Saved entries
——

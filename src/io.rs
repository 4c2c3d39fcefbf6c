//! File I/O helpers.
//!
//! Reads are synchronous: converters process items strictly sequentially,
//! and each item's bytes are acquired and released within the processing of
//! that single item.

use crate::{DocpipeError, Result};
use std::path::Path;

/// Read a file into memory.
///
/// # Errors
///
/// Returns `DocpipeError::Io` for I/O errors (these always bubble up).
pub fn read_file(path: impl AsRef<Path>) -> Result<Vec<u8>> {
    std::fs::read(path.as_ref()).map_err(DocpipeError::Io)
}

/// Check whether a file exists.
pub fn file_exists(path: impl AsRef<Path>) -> bool {
    path.as_ref().exists()
}

/// Validate that a file exists.
///
/// # Errors
///
/// Returns `DocpipeError::Validation` if the file doesn't exist.
pub fn validate_file_exists(path: impl AsRef<Path>) -> Result<()> {
    if !file_exists(&path) {
        return Err(DocpipeError::validation(format!(
            "File does not exist: {}",
            path.as_ref().display()
        )));
    }
    Ok(())
}
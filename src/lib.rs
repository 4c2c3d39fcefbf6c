//! docpipe - Document Pipeline Components
//!
//! docpipe provides interchangeable nodes for document-processing pipelines.
//! Each node is a [`Component`]: a callable with declared named outputs that
//! can be serialized to and reconstructed from a JSON configuration mapping.
//!
//! The crate currently ships one component, [`PdfToTextConverter`], which
//! converts PDF inputs (file-system paths or in-memory byte streams) into
//! plain-text [`Document`] records. Inputs that fail to read or parse are
//! skipped with a logged warning; they never abort the batch.
//!
//! # Quick Start
//!
//! ```rust,no_run
//! use docpipe::{FileSource, PdfToTextConverter};
//!
//! # fn main() -> docpipe::Result<()> {
//! let converter = PdfToTextConverter::new()?;
//! let output = converter.run(&[FileSource::from("document.pdf")], None);
//! println!("extracted {} documents", output.documents.len());
//! # Ok(())
//! # }
//! ```
//!
//! # Architecture
//!
//! - **Component contract** (`component`): the pipeline-node traits and the
//!   configuration mapping type
//! - **Data model** (`types`): `Document`, `ByteStream`, `FileSource`
//! - **Converters** (`converters`): the conversion components
//! - **PDF backend** (`pdf`): the narrow parsing seam the converters sit on

#![deny(unsafe_code)]

pub mod component;
pub mod converters;
pub mod error;
pub mod io;
pub mod pdf;
pub mod types;

pub use component::{Component, ComponentConfig, FromConfig};
pub use converters::pdf_to_text::PdfToTextConverter;
pub use error::{DocpipeError, Result};
pub use types::{ByteStream, ConverterOutput, Document, FileSource};
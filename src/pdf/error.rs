use std::fmt;

#[derive(Debug, Clone)]
pub enum PdfError {
    InvalidPdf(String),
    PageNotFound(u32),
    TextExtractionFailed(String),
    CapabilityUnavailable(String),
    IOError(String),
}

impl fmt::Display for PdfError {
    fn fmt(&self, f: &mut fmt::Formatter<'_>) -> fmt::Result {
        match self {
            PdfError::InvalidPdf(msg) => write!(f, "Invalid PDF: {}", msg),
            PdfError::PageNotFound(page) => write!(f, "Page {} not found", page),
            PdfError::TextExtractionFailed(msg) => write!(f, "Text extraction failed: {}", msg),
            PdfError::CapabilityUnavailable(msg) => {
                write!(f, "PDF parsing capability unavailable: {}", msg)
            }
            PdfError::IOError(msg) => write!(f, "I/O error: {}", msg),
        }
    }
}

impl std::error::Error for PdfError {}

impl From<lopdf::Error> for PdfError {
    fn from(err: lopdf::Error) -> Self {
        match err {
            lopdf::Error::IO(io_err) => PdfError::IOError(io_err.to_string()),
            _ => PdfError::InvalidPdf(err.to_string()),
        }
    }
}

pub type Result<T> = std::result::Result<T, PdfError>;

——

§ Work to complete
Above are the records; please copy exactly their first line and each line after it through the line containing "that single item.", and no line after that.

§ Solution for this problem
filename src/io.rs
repository 4c2c3d39fcefbf6c
//! File I/O helpers.
//!
//! Reads are synchronous: converters process items strictly sequentially,
//! and each item's bytes are acquired and released within the processing of
//! that single item.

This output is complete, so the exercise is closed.